Saved entries
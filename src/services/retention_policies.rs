use std::sync::Arc;

use parking_lot::RwLock;
use thiserror::Error;

use crate::{
    clock::SharedClock,
    config::RetentionConfig,
    db::{DbError, DbPool, DbResult},
    models::{
        ExportFormat, NewAuditEntry, PolicyType, RetentionPolicy, UpsertRetentionPolicy,
    },
    observability::metrics,
    retention::PolicySnapshot,
};

#[derive(Debug, Error)]
pub enum PolicyError {
    #[error("Invalid retention policy: {0}")]
    Invalid(String),

    #[error("Retention policy not found")]
    NotFound,

    #[error(transparent)]
    Store(#[from] DbError),
}

fn store_error(err: DbError) -> PolicyError {
    if err.is_audit_failure() {
        metrics::record_audit_failure();
        tracing::error!(error = %err, "Audit trail unavailable, policy change rolled back");
    }
    PolicyError::Store(err)
}

/// Holds the retention rules in effect.
///
/// The `[retention]` config section is the baseline; active rows of the
/// policy table are overlaid on it. Readers get an immutable
/// [`PolicySnapshot`] that stays valid while a refresh swaps in a new one.
pub struct PolicyStore {
    db: Arc<DbPool>,
    baseline: PolicySnapshot,
    current: RwLock<Arc<PolicySnapshot>>,
    clock: SharedClock,
}

impl PolicyStore {
    pub fn new(db: Arc<DbPool>, config: &RetentionConfig, clock: SharedClock) -> Self {
        let baseline = PolicySnapshot::from_config(config);
        Self {
            db,
            current: RwLock::new(Arc::new(baseline.clone())),
            baseline,
            clock,
        }
    }

    /// The snapshot currently in effect.
    pub fn snapshot(&self) -> Arc<PolicySnapshot> {
        Arc::clone(&self.current.read())
    }

    /// Rebuild the snapshot from config and the active policy rows.
    ///
    /// On a store error the previous snapshot stays in effect.
    pub async fn refresh(&self) -> DbResult<Arc<PolicySnapshot>> {
        let policies = self.db.retention_policies().list(true).await?;
        let mut snapshot = self.baseline.clone();
        let applied = snapshot.apply_policies(&policies);
        tracing::debug!(
            active = policies.len(),
            applied,
            "Refreshed retention policy snapshot"
        );

        let snapshot = Arc::new(snapshot);
        *self.current.write() = Arc::clone(&snapshot);
        Ok(snapshot)
    }

    pub async fn list(&self, active_only: bool) -> DbResult<Vec<RetentionPolicy>> {
        self.db.retention_policies().list(active_only).await
    }

    /// Create or replace a policy and make it take effect immediately.
    ///
    /// Only new registrations and extensions see the change; existing
    /// records keep their retention period.
    #[tracing::instrument(skip(self, input), fields(retention_days = input.retention_days))]
    pub async fn set_policy(
        &self,
        policy_type: PolicyType,
        policy_key: &str,
        input: UpsertRetentionPolicy,
    ) -> Result<RetentionPolicy, PolicyError> {
        let key = canonical_key(policy_type, policy_key)?;
        let now = self.clock.now();

        let candidate = RetentionPolicy {
            policy_type,
            policy_key: key.clone(),
            retention_days: input.retention_days,
            is_active: true,
            description: input.description.clone(),
            updated_at: now,
        };
        let days = {
            let mut probe = self.baseline.clone();
            probe.apply_policy(&candidate).map_err(PolicyError::Invalid)?;
            u32::try_from(input.retention_days).ok()
        };

        let audit = NewAuditEntry::policy_changed(
            format!("{}/{} = {} days", policy_type, key, input.retention_days),
            days,
            now,
        );
        let policy = self
            .db
            .retention_policies()
            .upsert(policy_type, &key, input, audit)
            .await
            .map_err(store_error)?;
        metrics::record_lifecycle_transition("policy_changed");

        tracing::info!(
            policy_type = %policy_type,
            policy_key = %key,
            retention_days = policy.retention_days,
            "Retention policy updated"
        );
        self.refresh_after_change().await;
        Ok(policy)
    }

    /// Deactivate a policy. The baseline value applies again.
    #[tracing::instrument(skip(self))]
    pub async fn deactivate_policy(
        &self,
        policy_type: PolicyType,
        policy_key: &str,
    ) -> Result<(), PolicyError> {
        let key = canonical_key(policy_type, policy_key)?;
        let audit = NewAuditEntry::policy_changed(
            format!("{}/{} deactivated", policy_type, key),
            None,
            self.clock.now(),
        );
        match self
            .db
            .retention_policies()
            .deactivate(policy_type, &key, audit)
            .await
        {
            Ok(()) => {}
            Err(DbError::NotFound) => return Err(PolicyError::NotFound),
            Err(e) => return Err(store_error(e)),
        }
        metrics::record_lifecycle_transition("policy_changed");

        tracing::info!(policy_type = %policy_type, policy_key = %key, "Retention policy deactivated");
        self.refresh_after_change().await;
        Ok(())
    }

    async fn refresh_after_change(&self) {
        if let Err(e) = self.refresh().await {
            tracing::warn!(error = %e, "Failed to refresh policy snapshot after change");
        }
    }
}

/// Normalize the key so aliases (`xlsx`, `sqlite`) map to one row.
fn canonical_key(policy_type: PolicyType, key: &str) -> Result<String, PolicyError> {
    let key = key.trim();
    if key.is_empty() {
        return Err(PolicyError::Invalid("policy key must not be empty".into()));
    }
    match policy_type {
        PolicyType::Format => key
            .parse::<ExportFormat>()
            .map(|f| f.as_str().to_string())
            .map_err(PolicyError::Invalid),
        _ => Ok(key.to_string()),
    }
}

• _The task_:
Above are the entries; give them back verbatim.

• _Solution to this problem_:
filename src/services/retention_policies.rs
use std::sync::Arc;

use parking_lot::RwLock;
use thiserror::Error;

use crate::{
    clock::SharedClock,
    config::RetentionConfig,
    db::{DbError, DbPool, DbResult},
    models::{
        ExportFormat, NewAuditEntry, PolicyType, RetentionPolicy, UpsertRetentionPolicy,
    },
    observability::metrics,
    retention::PolicySnapshot,
};

#[derive(Debug, Error)]
pub enum PolicyError {
    #[error("Invalid retention policy: {0}")]
    Invalid(String),

    #[error("Retention policy not found")]
    NotFound,

    #[error(transparent)]
    Store(#[from] DbError),
}

fn store_error(err: DbError) -> PolicyError {
    if err.is_audit_failure() {
        metrics::record_audit_failure();
        tracing::error!(error = %err, "Audit trail unavailable, policy change rolled back");
    }
    PolicyError::Store(err)
}

/// Holds the retention rules in effect.
///
/// The `[retention]` config section is the baseline; active rows of the
/// policy table are overlaid on it. Readers get an immutable
/// [`PolicySnapshot`] that stays valid while a refresh swaps in a new one.
pub struct PolicyStore {
    db: Arc<DbPool>,
    baseline: PolicySnapshot,
    current: RwLock<Arc<PolicySnapshot>>,
    clock: SharedClock,
}

impl PolicyStore {
    pub fn new(db: Arc<DbPool>, config: &RetentionConfig, clock: SharedClock) -> Self {
        let baseline = PolicySnapshot::from_config(config);
        Self {
            db,
            current: RwLock::new(Arc::new(baseline.clone())),
            baseline,
            clock,
        }
    }

    /// The snapshot currently in effect.
    pub fn snapshot(&self) -> Arc<PolicySnapshot> {
        Arc::clone(&self.current.read())
    }

    /// Rebuild the snapshot from config and the active policy rows.
    ///
    /// On a store error the previous snapshot stays in effect.
    pub async fn refresh(&self) -> DbResult<Arc<PolicySnapshot>> {
        let policies = self.db.retention_policies().list(true).await?;
        let mut snapshot = self.baseline.clone();
        let applied = snapshot.apply_policies(&policies);
        tracing::debug!(
            active = policies.len(),
            applied,
            "Refreshed retention policy snapshot"
        );

        let snapshot = Arc::new(snapshot);
        *self.current.write() = Arc::clone(&snapshot);
        Ok(snapshot)
    }

    pub async fn list(&self, active_only: bool) -> DbResult<Vec<RetentionPolicy>> {
        self.db.retention_policies().list(active_only).await
    }

    /// Create or replace a policy and make it take effect immediately.
    ///
    /// Only new registrations and extensions see the change; existing
    /// records keep their retention period.
    #[tracing::instrument(skip(self, input), fields(retention_days = input.retention_days))]
    pub async fn set_policy(
        &self,
        policy_type: PolicyType,
        policy_key: &str,
        input: UpsertRetentionPolicy,
    ) -> Result<RetentionPolicy, PolicyError> {
        let key = canonical_key(policy_type, policy_key)?;
        let now = self.clock.now();

        let candidate = RetentionPolicy {
            policy_type,
            policy_key: key.clone(),
            retention_days: input.retention_days,
            is_active: true,
            description: input.description.clone(),
            updated_at: now,
        };
        let days = {
            let mut probe = self.baseline.clone();
            probe.apply_policy(&candidate).map_err(PolicyError::Invalid)?;
            u32::try_from(input.retention_days).ok()
        };

        let audit = NewAuditEntry::policy_changed(
            format!("{}/{} = {} days", policy_type, key, input.retention_days),
            days,
            now,
        );
        let policy = self
            .db
            .retention_policies()
            .upsert(policy_type, &key, input, audit)
            .await
            .map_err(store_error)?;
        metrics::record_lifecycle_transition("policy_changed");

        tracing::info!(
            policy_type = %policy_type,
            policy_key = %key,
            retention_days = policy.retention_days,
            "Retention policy updated"
        );
        self.refresh_after_change().await;
        Ok(policy)
    }

    /// Deactivate a policy. The baseline value applies again.
    #[tracing::instrument(skip(self))]
    pub async fn deactivate_policy(
        &self,
        policy_type: PolicyType,
        policy_key: &str,
    ) -> Result<(), PolicyError> {
        let key = canonical_key(policy_type, policy_key)?;
        let audit = NewAuditEntry::policy_changed(
            format!("{}/{} deactivated", policy_type, key),
            None,
            self.clock.now(),
        );
        match self
            .db
            .retention_policies()
            .deactivate(policy_type, &key, audit)
            .await
        {
            Ok(()) => {}
            Err(DbError::NotFound) => return Err(PolicyError::NotFound),
            Err(e) => return Err(store_error(e)),
        }
        metrics::record_lifecycle_transition("policy_changed");

        tracing::info!(policy_type = %policy_type, policy_key = %key, "Retention policy deactivated");
        self.refresh_after_change().await;
        Ok(())
    }

    async fn refresh_after_change(&self) {
        if let Err(e) = self.refresh().await {
            tracing::warn!(error = %e, "Failed to refresh policy snapshot after change");
        }
    }
}

/// Normalize the key so aliases (`xlsx`, `sqlite`) map to one row.
fn canonical_key(policy_type: PolicyType, key: &str) -> Result<String, PolicyError> {
    let key = key.trim();
    if key.is_empty() {
        return Err(PolicyError::Invalid("policy key must not be empty".into()));
    }
    match policy_type {
        PolicyType::Format => key
            .parse::<ExportFormat>()
            .map(|f| f.as_str().to_string())
            .map_err(PolicyError::Invalid),
        _ => Ok(key.to_string()),
    }
}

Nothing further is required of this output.